MARQUART, and each of them, as attorneys and proxies of the undersigned, with
full power of substitution, to vote all of the shares of stock of Metricom, Inc.
which the undersigned may be entitled to vote at the Annual Meeting of
Stockholders of Metricom, Inc. to be held at the San Jose Museum of Art located
at 110 South Market Street, San Jose, California on Monday, June 26, 2000 at
1:30 p.m. (local time), and at any and all postponements, continuations and
adjournments thereof, with all powers that the undersigned would possess if
personally present, upon and in respect of the following matters and in
accordance with the following instructions, with discretionary authority as to
any and all other matters that may properly come before the meeting.

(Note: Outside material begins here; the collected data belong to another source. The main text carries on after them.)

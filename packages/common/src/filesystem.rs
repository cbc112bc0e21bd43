use std::collections::HashMap;
use std::io;
use std::path::{Path, PathBuf};
use std::sync::atomic::{AtomicBool, Ordering};
use std::sync::Mutex;

use serde::de::DeserializeOwned;
use serde::Serialize;

use crate::result::CommonResult;

/// File system abstraction for durable side-channels and testing
pub trait FileSystem: Send + Sync {
    /// Check if a file exists
    fn exists(&self, path: &Path) -> bool;

    /// Read a whole file as UTF-8
    fn read_to_string(&self, path: &Path) -> io::Result<String>;

    /// Replace the contents of a file, creating it if needed
    fn write(&self, path: &Path, contents: &str) -> io::Result<()>;

    /// Remove a file. Removing a missing file is not an error.
    fn remove(&self, path: &Path) -> io::Result<()>;
}

/// Real file system implementation
#[derive(Debug, Default, Clone, Copy)]
pub struct RealFileSystem;

impl FileSystem for RealFileSystem {
    fn exists(&self, path: &Path) -> bool {
        path.exists()
    }

    fn read_to_string(&self, path: &Path) -> io::Result<String> {
        std::fs::read_to_string(path)
    }

    fn write(&self, path: &Path, contents: &str) -> io::Result<()> {
        if let Some(parent) = path.parent() {
            if !parent.as_os_str().is_empty() {
                std::fs::create_dir_all(parent)?;
            }
        }

        // Write beside the target and rename so readers never see a torn file
        let tmp = path.with_extension("tmp");
        std::fs::write(&tmp, contents)?;
        std::fs::rename(&tmp, path)
    }

    fn remove(&self, path: &Path) -> io::Result<()> {
        match std::fs::remove_file(path) {
            Err(e) if e.kind() == io::ErrorKind::NotFound => Ok(()),
            other => other,
        }
    }
}

/// In-memory file system for testing
#[derive(Debug, Default)]
pub struct MockFileSystem {
    files: Mutex<HashMap<PathBuf, String>>,
    fail_writes: AtomicBool,
}

impl MockFileSystem {
    pub fn new() -> Self {
        Self::default()
    }

    pub fn add_file(&self, path: impl Into<PathBuf>, contents: impl Into<String>) {
        if let Ok(mut files) = self.files.lock() {
            files.insert(path.into(), contents.into());
        }
    }

    /// Make every subsequent write fail (simulates a full or read-only disk)
    pub fn set_fail_writes(&self, fail: bool) {
        self.fail_writes.store(fail, Ordering::SeqCst);
    }

    fn files(&self) -> io::Result<std::sync::MutexGuard<'_, HashMap<PathBuf, String>>> {
        self.files
            .lock()
            .map_err(|_| io::Error::other("mock file system lock poisoned"))
    }
}

impl FileSystem for MockFileSystem {
    fn exists(&self, path: &Path) -> bool {
        self.files()
            .map(|files| files.contains_key(path))
            .unwrap_or(false)
    }

    fn read_to_string(&self, path: &Path) -> io::Result<String> {
        self.files()?
            .get(path)
            .cloned()
            .ok_or_else(|| io::Error::new(io::ErrorKind::NotFound, path.display().to_string()))
    }

    fn write(&self, path: &Path, contents: &str) -> io::Result<()> {
        if self.fail_writes.load(Ordering::SeqCst) {
            return Err(io::Error::new(
                io::ErrorKind::PermissionDenied,
                "mock file system is read-only",
            ));
        }
        self.files()?.insert(path.to_path_buf(), contents.to_string());
        Ok(())
    }

    fn remove(&self, path: &Path) -> io::Result<()> {
        self.files()?.remove(path);
        Ok(())
    }
}

/// Read and decode a JSON file. A missing file yields `None`.
pub fn read_json<T: DeserializeOwned>(fs: &dyn FileSystem, path: &Path) -> CommonResult<Option<T>> {
    if !fs.exists(path) {
        return Ok(None);
    }
    let content = fs.read_to_string(path)?;
    Ok(Some(serde_json::from_str(&content)?))
}

/// Encode a value as pretty JSON and write it out
pub fn write_json<T: Serialize>(fs: &dyn FileSystem, path: &Path, value: &T) -> CommonResult<()> {
    let content = serde_json::to_string_pretty(value)?;
    fs.write(path, &content)?;
    Ok(())
}

#[cfg(test)]
mod tests {
    use super::*;
    use crate::CommonError;

    #[test]
    fn test_mock_roundtrip() {
        let fs = MockFileSystem::new();
        let path = Path::new("/clip.json");

        assert!(read_json::<Vec<u32>>(&fs, path).unwrap().is_none());

        write_json(&fs, path, &vec![1u32, 2, 3]).unwrap();
        let back: Option<Vec<u32>> = read_json(&fs, path).unwrap();
        assert_eq!(back, Some(vec![1, 2, 3]));

        fs.remove(path).unwrap();
        assert!(!fs.exists(path));
    }

    #[test]
    fn test_mock_write_failure() {
        let fs = MockFileSystem::new();
        fs.set_fail_writes(true);

        let err = write_json(&fs, Path::new("/clip.json"), &1u32).unwrap_err();
        assert!(matches!(err, CommonError::Io(_)));
    }

    #[test]
    fn test_corrupt_json_is_an_error() {
        let fs = MockFileSystem::new();
        fs.add_file("/bad.json", "{not json");

        let err = read_json::<Vec<u32>>(&fs, Path::new("/bad.json")).unwrap_err();
        assert!(matches!(err, CommonError::Json(_)));
    }

    #[test]
    fn test_real_write_creates_parent_dirs() {
        let dir = tempfile::tempdir().unwrap();
        let path = dir.path().join("nested").join("clip.json");
        let fs = RealFileSystem;

        fs.write(&path, "[]").unwrap();
        assert_eq!(fs.read_to_string(&path).unwrap(), "[]");
        assert!(!path.with_extension("tmp").exists());

        fs.remove(&path).unwrap();
        fs.remove(&path).unwrap();
        assert!(!fs.exists(&path));
    }
}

        UNLESS A CONTRARY DIRECTION IS INDICATED, THIS PROXY WILL BE VOTED FOR
ALL NOMINEES LISTED IN PROPOSAL 1 AND FOR PROPOSALS 2, 3, 4 AND 5 AS MORE
SPECIFICALLY DESCRIBED IN THE PROXY STATEMENT. IF SPECIFIC INSTRUCTIONS ARE
INDICATED, THIS PROXY WILL BE VOTED IN ACCORDANCE THEREWITH.

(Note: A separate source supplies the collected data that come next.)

use std::path::{Path, PathBuf};
use std::time::Duration;

use pagecraft_common::{read_json, FileSystem, RealFileSystem};
use serde::{Deserialize, Serialize};

use crate::clipboard::DEFAULT_CLIPBOARD_TTL;
use crate::errors::EditorError;
use crate::history::DEFAULT_HISTORY_LIMIT;

pub const DEFAULT_CONFIG_NAME: &str = "pagecraft.config.json";

/// Editor configuration file format
#[derive(Debug, Clone, PartialEq, Serialize, Deserialize)]
#[serde(rename_all = "camelCase")]
pub struct EditorConfig {
    /// Maximum number of retained history snapshots
    #[serde(default = "default_history_limit")]
    pub history_limit: usize,

    /// Seconds a copied subtree stays pasteable
    #[serde(default = "default_clipboard_ttl_secs")]
    pub clipboard_ttl_secs: u64,

    /// Where the durable clipboard lives; in-memory when absent
    #[serde(default, skip_serializing_if = "Option::is_none")]
    pub clipboard_path: Option<PathBuf>,

    /// Whether visibility toggles get their own undo step
    #[serde(default = "default_true")]
    pub record_cosmetic_edits: bool,

    /// Refuse to nest blocks under components that cannot have children
    #[serde(default)]
    pub enforce_containers: bool,
}

fn default_history_limit() -> usize {
    DEFAULT_HISTORY_LIMIT
}

fn default_clipboard_ttl_secs() -> u64 {
    DEFAULT_CLIPBOARD_TTL.as_secs()
}

fn default_true() -> bool {
    true
}

impl EditorConfig {
    /// Load config from a directory, falling back to defaults
    pub fn load(dir: impl AsRef<Path>) -> Result<Self, EditorError> {
        Self::load_with(&RealFileSystem, dir)
    }

    pub fn load_with(fs: &dyn FileSystem, dir: impl AsRef<Path>) -> Result<Self, EditorError> {
        let path = dir.as_ref().join(DEFAULT_CONFIG_NAME);
        let config: Option<Self> = read_json(fs, &path)?;
        Ok(config.unwrap_or_default())
    }

    pub fn from_json(json: &str) -> Result<Self, EditorError> {
        Ok(serde_json::from_str(json)?)
    }

    pub fn clipboard_ttl(&self) -> Duration {
        Duration::from_secs(self.clipboard_ttl_secs)
    }
}

impl Default for EditorConfig {
    fn default() -> Self {
        Self {
            history_limit: default_history_limit(),
            clipboard_ttl_secs: default_clipboard_ttl_secs(),
            clipboard_path: None,
            record_cosmetic_edits: true,
            enforce_containers: false,
        }
    }
}
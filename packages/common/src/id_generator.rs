use crc32fast::Hasher;

/// Derive a short, stable seed from a page key (path, slug, database key) using CRC32
pub fn page_seed(key: &str) -> String {
    let mut hasher = Hasher::new();
    hasher.update(key.as_bytes());
    format!("{:x}", hasher.finalize())
}

/// Source of fresh block identifiers
pub trait IdGenerator: Send {
    fn next_id(&mut self) -> String;
}

/// Random v4 UUIDs. Unique across sessions and reloads.
#[derive(Debug, Default, Clone, Copy)]
pub struct UuidGenerator;

impl IdGenerator for UuidGenerator {
    fn next_id(&mut self) -> String {
        uuid::Uuid::new_v4().to_string()
    }
}

/// Sequential IDs of the form `<seed>-<n>`.
///
/// Deterministic, so only unique within one generator; callers that mix
/// these with persisted blocks must skip IDs that are already taken.
#[derive(Debug, Clone)]
pub struct SequentialIds {
    seed: String,
    count: u32,
}

impl SequentialIds {
    pub fn new(page_key: &str) -> Self {
        Self::from_seed(page_seed(page_key))
    }

    pub fn from_seed(seed: impl Into<String>) -> Self {
        Self {
            seed: seed.into(),
            count: 0,
        }
    }

    /// Get the seed shared by every generated ID
    pub fn seed(&self) -> &str {
        &self.seed
    }
}

impl IdGenerator for SequentialIds {
    fn next_id(&mut self) -> String {
        self.count += 1;
        format!("{}-{}", self.seed, self.count)
    }
}

#[cfg(test)]
mod tests {
    use super::*;

    #[test]
    fn test_page_seed_is_stable() {
        let a = page_seed("/pages/home");
        let b = page_seed("/pages/home");
        assert_eq!(a, b);
        assert_ne!(a, page_seed("/pages/about"));
    }

    #[test]
    fn test_sequential_ids() {
        let mut gen = SequentialIds::new("/pages/home");

        let id1 = gen.next_id();
        let id2 = gen.next_id();

        assert!(id1.ends_with("-1"));
        assert!(id2.ends_with("-2"));
        assert!(id1.starts_with(gen.seed()));
    }

    #[test]
    fn test_uuid_ids_are_distinct() {
        let mut gen = UuidGenerator;
        assert_ne!(gen.next_id(), gen.next_id());
    }
}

MANAGEMENT RECOMMENDS A VOTE FOR THE NOMINEES FOR DIRECTOR LISTED BELOW.

PROPOSAL 1: To elect David M. Moore and William D. Savoy to hold office until
the 2003 Annual Meeting of Stockholders.

[ ]  FOR all nominees listed above            [ ]  WITHHOLD AUTHORITY
     (except as marked to the contrary             to vote for all nominees
     below).                                       listed below.

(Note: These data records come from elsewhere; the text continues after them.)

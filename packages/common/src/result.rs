use crate::error::CommonError;

/// Common Result type alias
pub type CommonResult<T> = Result<T, CommonError>;
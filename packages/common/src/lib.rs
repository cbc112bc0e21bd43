pub mod clock;
pub mod error;
pub mod filesystem;
pub mod id_generator;
pub mod result;

pub use clock::*;
pub use error::*;
pub use filesystem::*;
pub use id_generator::*;
pub use result::*;
//! # Pagecraft Editor
//!
//! Block-tree editing engine for the Pagecraft page builder.
//!
//! ## Architecture
//!
//! ```text
//! ┌─────────────────────────────────────────────┐
//! │ host: canvas, drag & drop, panels           │
//! └─────────────────────────────────────────────┘
//!                     ↓ Mutation
//! ┌─────────────────────────────────────────────┐
//! │ editor: EditSession                         │
//! │  - reduce(state, mutation) → next state     │
//! │  - bounded snapshot history (undo/redo)     │
//! │  - clipboard with TTL, durable store        │
//! │  - selection kept consistent with the tree  │
//! └─────────────────────────────────────────────┘
//!                     ↓ BlockStore
//! ┌─────────────────────────────────────────────┐
//! │ renderer / navigator / persistence          │
//! └─────────────────────────────────────────────┘
//! ```
//!
//! ## Core Principles
//!
//! 1. **Flat table, not a node graph**: blocks point at their parent by ID
//! 2. **Pure reductions**: each intent computes a whole new state, then commits
//! 3. **Edits never throw**: stale references and invalid moves are no-ops
//! 4. **Invariants always hold**: acyclic, dense sibling order, no dangling
//!    parents or selection
//!
//! ## Usage
//!
//! ```rust,ignore
//! use pagecraft_editor::{EditSession, EditorConfig};
//!
//! let mut session = EditSession::new(EditorConfig::default());
//!
//! let section = session.add_block("section", None, None, None).created()[0].clone();
//! session.add_block("text", None, None, Some(&section));
//!
//! session.copy_block(&section);
//! session.paste_block(None, None);
//!
//! session.undo();
//! let json = session.to_json()?;
//! ```

mod block;
mod clipboard;
mod config;
mod errors;
mod history;
mod mutations;
mod registry;
mod session;
mod store;

pub use block::{Block, BlockId, BlockPatch, Props};
pub use clipboard::{
    Clipboard, ClipboardEntry, ClipboardStore, FileClipboardStore, MemoryClipboardStore,
    DEFAULT_CLIPBOARD_TTL,
};
pub use config::{EditorConfig, DEFAULT_CONFIG_NAME};
pub use errors::EditorError;
pub use history::{History, HistoryEntry, DEFAULT_HISTORY_LIMIT};
pub use mutations::{
    reduce, Direction, EditorState, Mutation, MutationResult, ReduceContext, Reduction, Skip,
    SkipReason,
};
pub use registry::{ComponentRegistry, ComponentSpec, EmptyRegistry, StaticRegistry};
pub use session::{EditSession, EditSessionBuilder};
pub use store::{BlockStore, InvariantViolation};

// Re-export common types for convenience
pub use pagecraft_common::{Clock, IdGenerator, ManualClock, SequentialIds, SystemClock, UuidGenerator};
//! # Envelopes and Type Metadata
//!
//! An envelope is one serialized message plus its destination channel and
//! the type metadata needed to resolve a handler and a deserializer
//! without first deserializing the payload.

use serde::{Deserialize, Serialize};
use std::fmt;
use uuid::Uuid;

use super::channel::Channel;
use crate::dispatch::handler::BusMessage;

/// Namespace/name/full-name triple identifying a message type.
///
/// Built from `std::any::type_name` for registered Rust types: the module
/// path becomes the namespace and the last path segment the short name.
#[derive(Debug, Clone, PartialEq, Eq, Hash, Serialize, Deserialize)]
pub struct TypeDescription {
    /// Module path of the type.
    pub namespace: String,
    /// Short type name.
    pub name: String,
    /// Fully-qualified type name.
    pub full_name: String,
}

/// How two type descriptions are compared during handler resolution and
/// share matching.
#[derive(Debug, Clone, Copy, PartialEq, Eq, Hash, Serialize, Deserialize, Default)]
#[serde(rename_all = "snake_case")]
pub enum TypeMatchStrategy {
    /// Namespace and short name must match.
    #[default]
    NamespaceAndName,
    /// The fully-qualified names must match.
    FullName,
}

impl TypeDescription {
    /// Describe a concrete Rust type.
    pub fn of<T: 'static>() -> Self {
        let full_name = std::any::type_name::<T>().to_string();
        let (namespace, name) = match full_name.rsplit_once("::") {
            Some((namespace, name)) => (namespace.to_string(), name.to_string()),
            None => (String::new(), full_name.clone()),
        };
        Self {
            namespace,
            name,
            full_name,
        }
    }

    /// All three fields populated; dispatch fails fast otherwise.
    pub fn is_complete(&self) -> bool {
        !self.namespace.is_empty() && !self.name.is_empty() && !self.full_name.is_empty()
    }

    /// Compare against another description under the given strategy.
    pub fn matches(&self, other: &TypeDescription, strategy: TypeMatchStrategy) -> bool {
        match strategy {
            TypeMatchStrategy::NamespaceAndName => {
                self.namespace == other.namespace && self.name == other.name
            }
            TypeMatchStrategy::FullName => self.full_name == other.full_name,
        }
    }
}

impl fmt::Display for TypeDescription {
    fn fmt(&self, f: &mut fmt::Formatter<'_>) -> fmt::Result {
        write!(f, "{}", self.full_name)
    }
}

/// One serialized message addressed to a channel.
#[derive(Debug, Clone, Serialize, Deserialize)]
pub struct Envelope {
    /// Unique id within the owning parcel.
    pub id: String,
    /// Diagnostic description of the message.
    pub description: String,
    /// Destination channel.
    pub address: Channel,
    /// Opaque serialized payload.
    pub serialized_payload: String,
    /// Type metadata for handler and deserializer resolution.
    pub payload_type: TypeDescription,
}

impl Envelope {
    /// Wrap a message into an envelope addressed to `address`.
    pub fn for_message<M>(message: &M, address: &Channel) -> Result<Self, serde_json::Error>
    where
        M: BusMessage + Serialize,
    {
        Ok(Self {
            id: Uuid::new_v4().to_string(),
            description: message.description(),
            address: address.clone(),
            serialized_payload: serde_json::to_string(message)?,
            payload_type: TypeDescription::of::<M>(),
        })
    }

    /// The same envelope carrying a replacement payload; used to record
    /// the delivered message state after handler execution.
    pub fn with_payload(&self, serialized_payload: String) -> Self {
        Self {
            serialized_payload,
            ..self.clone()
        }
    }

    /// Whether this envelope carries the given payload type.
    pub fn carries(&self, payload_type: &TypeDescription, strategy: TypeMatchStrategy) -> bool {
        self.payload_type.matches(payload_type, strategy)
    }
}

/// Identity of one delivery attempt; the correlation key for every call
/// into the tracking collaborator.
#[derive(Debug, Clone, PartialEq, Eq, Hash, Serialize, Deserialize)]
pub struct TrackingCode {
    /// The parcel being delivered.
    pub parcel_id: Uuid,
    /// The envelope within the parcel.
    pub envelope_id: String,
}

impl TrackingCode {
    /// Build a tracking code for one envelope of a parcel.
    pub fn new(parcel_id: Uuid, envelope_id: impl Into<String>) -> Self {
        Self {
            parcel_id,
            envelope_id: envelope_id.into(),
        }
    }
}

impl fmt::Display for TrackingCode {
    fn fmt(&self, f: &mut fmt::Formatter<'_>) -> fmt::Result {
        write!(f, "{}/{}", self.parcel_id, self.envelope_id)
    }
}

TO WITHHOLD AUTHORITY TO VOTE FOR ANY NOMINEE(S) WRITE SUCH NOMINEE(S)' NAME(S)
BELOW:

- --------------------------------------------------------------------------------

- --------------------------------------------------------------------------------

MANAGEMENT RECOMMENDS A VOTE FOR PROPOSALS 2, 3, 4 AND 5.

PROPOSAL 2: To approve the Company's 1997 Equity Incentive Plan, as amended, to
increase the aggregate number of shares of Common Stock authorized for issuance
under such plan by 3,000,000 shares.

        [ ] FOR       [ ] AGAINST       [ ] ABSTAIN

PROPOSAL 3: To approve the Company's 1991 Employee Stock Purchase Plan, as
amended, to increase the aggregate number of shares of Common Stock authorized
for issuance under such plan by 300,000.

        [ ] FOR       [ ] AGAINST       [ ] ABSTAIN


<PAGE>   52
PROPOSAL 4: To approve an amendment to the Company's Restated Certificate of
Incorporation to increase the authorized number of shares of Common Stock from
150,000,000 to 500,000,000.

        [ ] FOR       [ ] AGAINST       [ ] ABSTAIN

PROPOSAL 5: To ratify the selection of Arthur Andersen LLP as independent
auditors of the Company for its fiscal year ending December 31, 2000.

        [ ] FOR       [ ] AGAINST       [ ] ABSTAIN


DATED
      -----------------                 ----------------------------------------

                    ----------------------------------------
                                  SIGNATURE(S)


                    Please sign exactly as your name appears
                    hereon. If the stock is registered in
                    the names of two or more persons, each
                    should sign. Executors, administrators,
                    trustees, guardians and
                    attorneys-in-fact should add their
                    titles. If signer is a corporation,
                    please give full corporate name and have
                    a duly authorized officer sign, stating
                    title. If signer is a partnership,
                    please sign in partnership name by
                    authorized person.


PLEASE VOTE, DATE AND PROMPTLY RETURN THIS PROXY IN THE ENCLOSED RETURN ENVELOPE
WHICH IS POSTAGE PREPAID IF MAILED IN THE UNITED STATES.